Brent expected to moderate to $70.8/barrel in 2019, says ADCB

The Abu Dhabi lender has kept its outlook for oil prices unchanged despite moderate downside risks

A trader works on the floor of the New York Stock Exchange (NYSE) in New York. US stocks climbed following gains in Europe as OPEC's plans to boost output less than some investors had anticipated sent oil on a tear. Oil prices are expected to moderate over the coming months on the back of output increases from Saudi Arabia, with GCC countries expected to increase production as well in the second half of the year according to Abu Dhabi Commercial Bank. Photographer: Michael Nagle/Bloomberg
A trader works on the floor of the New York Stock Exchange (NYSE) in New York. US stocks climbed following gains in Europe as OPEC's plans to boost output less than some investors had anticipated sent oil on a tear. Oil prices are expected to moderate over the coming months on the back of output increases from Saudi Arabia, with GCC countries expected to increase production as well in the second half of the year according to Abu Dhabi Commercial Bank. Photographer: Michael Nagle/Bloomberg

Oil prices are expected to moderate over the coming months on the back of output increases from Saudi Arabia, with GCC countries expected to increase production well above their Opec quota levels in the second half of the year, Abu Dhabi Commercial Bank said in a note.

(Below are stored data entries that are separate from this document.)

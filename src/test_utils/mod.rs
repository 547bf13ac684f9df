//! In-memory backend fakes used across the test suite.
//!
//! The fakes honor the blocking-query contract: a read with a
//! `wait_index` equal to the current index parks on a notifier until a
//! mutation bumps the index or the wait time elapses.

use std::collections::{BTreeMap, HashMap};
use std::sync::Arc;
use std::time::Duration;

use async_trait::async_trait;
use parking_lot::Mutex;
use tokio::sync::Notify;
use tokio::time::timeout;

use crate::clients::{
    CatalogRegistration, ClientSet, ConsulBackend, HealthEntry, HealthStatus, KvPair,
    NodeDetail, NodeInfo, NomadBackend, NomadServiceEntry, QueryMeta, QueryOptions,
    TokenRenewal, VaultBackend, VaultSecret,
};
use crate::errors::FetchError;
use crate::template::Value;

#[derive(Debug, Default)]
struct ConsulState {
    index: u64,
    kv: BTreeMap<String, String>,
    services: BTreeMap<String, Vec<String>>,
    catalog: HashMap<String, Vec<CatalogRegistration>>,
    health: HashMap<String, Vec<HealthEntry>>,
    nodes: Vec<NodeInfo>,
    node_details: HashMap<String, NodeDetail>,
    last_contact: Duration,
    fail_transport: usize,
    fail_permission: bool,
}

/// In-memory Consul with real blocking-query behavior.
#[derive(Debug, Default)]
pub struct FakeConsul {
    state: Mutex<ConsulState>,
    notify: Notify,
}

impl FakeConsul {
    pub fn new() -> Arc<Self> {
        let fake = Arc::new(Self::default());
        fake.state.lock().index = 1;
        fake
    }

    fn bump(&self) {
        self.state.lock().index += 1;
        self.notify.notify_waiters();
    }

    pub fn set_kv(&self, path: &str, value: &str) {
        self.state.lock().kv.insert(path.to_string(), value.to_string());
        self.bump();
    }

    pub fn delete_kv(&self, path: &str) {
        self.state.lock().kv.remove(path);
        self.bump();
    }

    pub fn set_services(&self, services: BTreeMap<String, Vec<String>>) {
        self.state.lock().services = services;
        self.bump();
    }

    pub fn set_catalog(&self, name: &str, regs: Vec<CatalogRegistration>) {
        self.state.lock().catalog.insert(name.to_string(), regs);
        self.bump();
    }

    pub fn set_health(&self, name: &str, entries: Vec<HealthEntry>) {
        self.state.lock().health.insert(name.to_string(), entries);
        self.bump();
    }

    pub fn set_nodes(&self, nodes: Vec<NodeInfo>) {
        self.state.lock().nodes = nodes;
        self.bump();
    }

    pub fn set_node_detail(&self, detail: NodeDetail) {
        let name = detail.node.name.clone();
        self.state.lock().node_details.insert(name, detail);
        self.bump();
    }

    pub fn set_last_contact(&self, lag: Duration) {
        self.state.lock().last_contact = lag;
    }

    /// The next `n` reads fail with a transport error.
    pub fn fail_transport(&self, n: usize) {
        self.state.lock().fail_transport = n;
    }

    pub fn fail_permission(&self, on: bool) {
        self.state.lock().fail_permission = on;
    }

    fn check_failures(&self) -> Result<(), FetchError> {
        let mut state = self.state.lock();
        if state.fail_permission {
            return Err(FetchError::PermissionDenied("acl token rejected".into()));
        }
        if state.fail_transport > 0 {
            state.fail_transport -= 1;
            return Err(FetchError::Transport("connection refused".into()));
        }
        Ok(())
    }

    /// Parks until the index moves past `opts.wait_index` or the wait
    /// time elapses.
    async fn block(&self, opts: &QueryOptions) {
        loop {
            let notified = self.notify.notified();
            if self.state.lock().index > opts.wait_index {
                return;
            }
            if timeout(opts.wait_time, notified).await.is_err() {
                return;
            }
        }
    }

    fn meta(&self) -> QueryMeta {
        let state = self.state.lock();
        QueryMeta {
            last_index: state.index,
            last_contact: state.last_contact,
        }
    }
}

#[async_trait]
impl ConsulBackend for FakeConsul {
    async fn kv_get(
        &self,
        path: &str,
        opts: &QueryOptions,
    ) -> Result<(Option<String>, QueryMeta), FetchError> {
        self.block(opts).await;
        self.check_failures()?;
        let value = self.state.lock().kv.get(path).cloned();
        Ok((value, self.meta()))
    }

    async fn kv_list(
        &self,
        prefix: &str,
        opts: &QueryOptions,
    ) -> Result<(Vec<KvPair>, QueryMeta), FetchError> {
        self.block(opts).await;
        self.check_failures()?;
        let pairs = self
            .state
            .lock()
            .kv
            .iter()
            .filter(|(k, _)| k.starts_with(prefix))
            .map(|(k, v)| KvPair {
                path: k.clone(),
                value: v.clone(),
            })
            .collect();
        Ok((pairs, self.meta()))
    }

    async fn catalog_services(
        &self,
        opts: &QueryOptions,
    ) -> Result<(BTreeMap<String, Vec<String>>, QueryMeta), FetchError> {
        self.block(opts).await;
        self.check_failures()?;
        Ok((self.state.lock().services.clone(), self.meta()))
    }

    async fn catalog_service(
        &self,
        name: &str,
        tag: Option<&str>,
        opts: &QueryOptions,
    ) -> Result<(Vec<CatalogRegistration>, QueryMeta), FetchError> {
        self.block(opts).await;
        self.check_failures()?;
        let mut regs = self
            .state
            .lock()
            .catalog
            .get(name)
            .cloned()
            .unwrap_or_default();
        if let Some(tag) = tag {
            regs.retain(|r| r.tags.iter().any(|t| t == tag));
        }
        Ok((regs, self.meta()))
    }

    async fn catalog_nodes(
        &self,
        opts: &QueryOptions,
    ) -> Result<(Vec<NodeInfo>, QueryMeta), FetchError> {
        self.block(opts).await;
        self.check_failures()?;
        Ok((self.state.lock().nodes.clone(), self.meta()))
    }

    async fn catalog_node(
        &self,
        name: &str,
        opts: &QueryOptions,
    ) -> Result<(Option<NodeDetail>, QueryMeta), FetchError> {
        self.block(opts).await;
        self.check_failures()?;
        Ok((self.state.lock().node_details.get(name).cloned(), self.meta()))
    }

    async fn health_service(
        &self,
        name: &str,
        tag: Option<&str>,
        opts: &QueryOptions,
    ) -> Result<(Vec<HealthEntry>, QueryMeta), FetchError> {
        self.block(opts).await;
        self.check_failures()?;
        let mut entries = self
            .state
            .lock()
            .health
            .get(name)
            .cloned()
            .unwrap_or_default();
        if let Some(tag) = tag {
            entries.retain(|e| e.tags.iter().any(|t| t == tag));
        }
        Ok((entries, self.meta()))
    }
}

#[derive(Debug, Default)]
struct VaultState {
    secrets: HashMap<String, VaultSecret>,
    lists: HashMap<String, Vec<String>>,
    /// Per-path countdown of TTL=0 answers before the real secret.
    ttl_zero_remaining: HashMap<String, usize>,
    renewals: Vec<TokenRenewal>,
    renew_calls: usize,
    unwrap_map: HashMap<String, String>,
    tokens_seen: Vec<String>,
}

/// In-memory Vault.
#[derive(Debug, Default)]
pub struct FakeVault {
    state: Mutex<VaultState>,
}

impl FakeVault {
    pub fn new() -> Arc<Self> {
        Arc::new(Self::default())
    }

    pub fn set_secret(&self, path: &str, data: BTreeMap<String, Value>) {
        self.state.lock().secrets.insert(
            path.to_string(),
            VaultSecret {
                data,
                lease_id: format!("lease/{}", path),
                lease_duration: 300,
                renewable: false,
            },
        );
    }

    pub fn set_list(&self, path: &str, keys: Vec<String>) {
        self.state.lock().lists.insert(path.to_string(), keys);
    }

    /// The next `n` reads of `path` answer with a renewable TTL=0 lease.
    pub fn ttl_zero_times(&self, path: &str, n: usize) {
        self.state.lock().ttl_zero_remaining.insert(path.to_string(), n);
    }

    pub fn push_renewal(&self, renewal: TokenRenewal) {
        self.state.lock().renewals.push(renewal);
    }

    pub fn renew_calls(&self) -> usize {
        self.state.lock().renew_calls
    }

    pub fn set_unwrap(&self, wrapped: &str, inner: &str) {
        self.state
            .lock()
            .unwrap_map
            .insert(wrapped.to_string(), inner.to_string());
    }

    /// Tokens observed on incoming reads, in order.
    pub fn tokens_seen(&self) -> Vec<String> {
        self.state.lock().tokens_seen.clone()
    }
}

#[async_trait]
impl VaultBackend for FakeVault {
    async fn read(&self, token: &str, path: &str) -> Result<VaultSecret, FetchError> {
        let mut state = self.state.lock();
        state.tokens_seen.push(token.to_string());
        if let Some(remaining) = state.ttl_zero_remaining.get_mut(path) {
            if *remaining > 0 {
                *remaining -= 1;
                return Ok(VaultSecret {
                    data: BTreeMap::new(),
                    lease_id: String::new(),
                    lease_duration: 0,
                    renewable: true,
                });
            }
        }
        state
            .secrets
            .get(path)
            .cloned()
            .ok_or_else(|| FetchError::NotFound(path.to_string()))
    }

    async fn list(&self, _token: &str, path: &str) -> Result<Vec<String>, FetchError> {
        Ok(self.state.lock().lists.get(path).cloned().unwrap_or_default())
    }

    async fn renew_token(&self, _token: &str, _increment: u64) -> Result<TokenRenewal, FetchError> {
        let mut state = self.state.lock();
        state.renew_calls += 1;
        if state.renewals.is_empty() {
            return Err(FetchError::Transport("no renewal scripted".into()));
        }
        // Replay the last scripted renewal forever.
        let idx = (state.renew_calls - 1).min(state.renewals.len() - 1);
        Ok(state.renewals[idx])
    }

    async fn unwrap(&self, wrapped: &str) -> Result<String, FetchError> {
        self.state
            .lock()
            .unwrap_map
            .get(wrapped)
            .cloned()
            .ok_or_else(|| FetchError::PermissionDenied("unknown wrapping token".into()))
    }
}

#[derive(Debug, Default)]
struct NomadState {
    index: u64,
    services: BTreeMap<String, Vec<String>>,
    instances: HashMap<String, Vec<NomadServiceEntry>>,
    vars: HashMap<String, BTreeMap<String, String>>,
}

/// In-memory Nomad.
#[derive(Debug, Default)]
pub struct FakeNomad {
    state: Mutex<NomadState>,
    notify: Notify,
}

impl FakeNomad {
    pub fn new() -> Arc<Self> {
        let fake = Arc::new(Self::default());
        fake.state.lock().index = 1;
        fake
    }

    fn bump(&self) {
        self.state.lock().index += 1;
        self.notify.notify_waiters();
    }

    pub fn set_var(&self, path: &str, items: BTreeMap<String, String>) {
        self.state.lock().vars.insert(path.to_string(), items);
        self.bump();
    }

    pub fn set_service(&self, name: &str, entries: Vec<NomadServiceEntry>) {
        self.state.lock().instances.insert(name.to_string(), entries);
        self.bump();
    }

    pub fn set_services(&self, services: BTreeMap<String, Vec<String>>) {
        self.state.lock().services = services;
        self.bump();
    }

    async fn block(&self, opts: &QueryOptions) {
        loop {
            let notified = self.notify.notified();
            if self.state.lock().index > opts.wait_index {
                return;
            }
            if timeout(opts.wait_time, notified).await.is_err() {
                return;
            }
        }
    }

    fn meta(&self) -> QueryMeta {
        QueryMeta {
            last_index: self.state.lock().index,
            last_contact: Duration::ZERO,
        }
    }
}

#[async_trait]
impl NomadBackend for FakeNomad {
    async fn services(
        &self,
        opts: &QueryOptions,
    ) -> Result<(BTreeMap<String, Vec<String>>, QueryMeta), FetchError> {
        self.block(opts).await;
        Ok((self.state.lock().services.clone(), self.meta()))
    }

    async fn service(
        &self,
        name: &str,
        opts: &QueryOptions,
    ) -> Result<(Vec<NomadServiceEntry>, QueryMeta), FetchError> {
        self.block(opts).await;
        let entries = self
            .state
            .lock()
            .instances
            .get(name)
            .cloned()
            .unwrap_or_default();
        Ok((entries, self.meta()))
    }

    async fn var_get(
        &self,
        path: &str,
        opts: &QueryOptions,
    ) -> Result<(Option<BTreeMap<String, String>>, QueryMeta), FetchError> {
        self.block(opts).await;
        Ok((self.state.lock().vars.get(path).cloned(), self.meta()))
    }

    async fn var_list(
        &self,
        prefix: &str,
        opts: &QueryOptions,
    ) -> Result<(Vec<String>, QueryMeta), FetchError> {
        self.block(opts).await;
        let paths = self
            .state
            .lock()
            .vars
            .keys()
            .filter(|k| k.starts_with(prefix))
            .cloned()
            .collect();
        Ok((paths, self.meta()))
    }
}

/// A ClientSet wired to fresh fakes, returned alongside them.
pub fn fake_clients() -> (ClientSet, Arc<FakeConsul>, Arc<FakeVault>, Arc<FakeNomad>) {
    let consul = FakeConsul::new();
    let vault = FakeVault::new();
    let nomad = FakeNomad::new();
    let clients = ClientSet::builder()
        .consul(consul.clone())
        .vault(vault.clone(), "root-token")
        .nomad(nomad.clone())
        .build();
    (clients, consul, vault, nomad)
}

/// A health entry with sane defaults for tests.
pub fn health_entry(address: &str, tags: &[&str], status: HealthStatus) -> HealthEntry {
    HealthEntry {
        id: format!("web-{}", address),
        node: "node1".to_string(),
        node_address: "10.0.0.1".to_string(),
        service_name: "web".to_string(),
        address: address.to_string(),
        port: 80,
        tags: tags.iter().map(|t| t.to_string()).collect(),
        status,
    }
}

The bank has not changed its forecast for the price of benchmarks Brent and West Texas Intermediate in 2019 at $70.8 per barrel and $66/barrel respectively, while underlining moderate upside risks to prices in the forthcoming months.

The price of Brent, the benchmark for light, sweet crude fell 1.5 per cent on Monday as markets weighed on the reality of output increases from Opec and non-member producers led by Russia. Brent crude futures dropped to $74.22 per barrel while WTI crude futures fell to $68.42 a barrel. The fall comes in contrast to the earlier bullish market reaction to Opec’s announcement of production increases without specifying country-wide quotas.

Opec+ as the grouping undertaking market corrections led by Saudi Arabia and Russia are known, reversed their earlier pact to cut supply to steady prices, to suit consumers and seasonal high demand. The group agreed on a pact to boost production up by 770,000 barrels per day from July, without specifying quotas for countries. It is widely expected that Saudi Arabia and Russia, countries with significant spare capacities will take the lion’s share of output increases.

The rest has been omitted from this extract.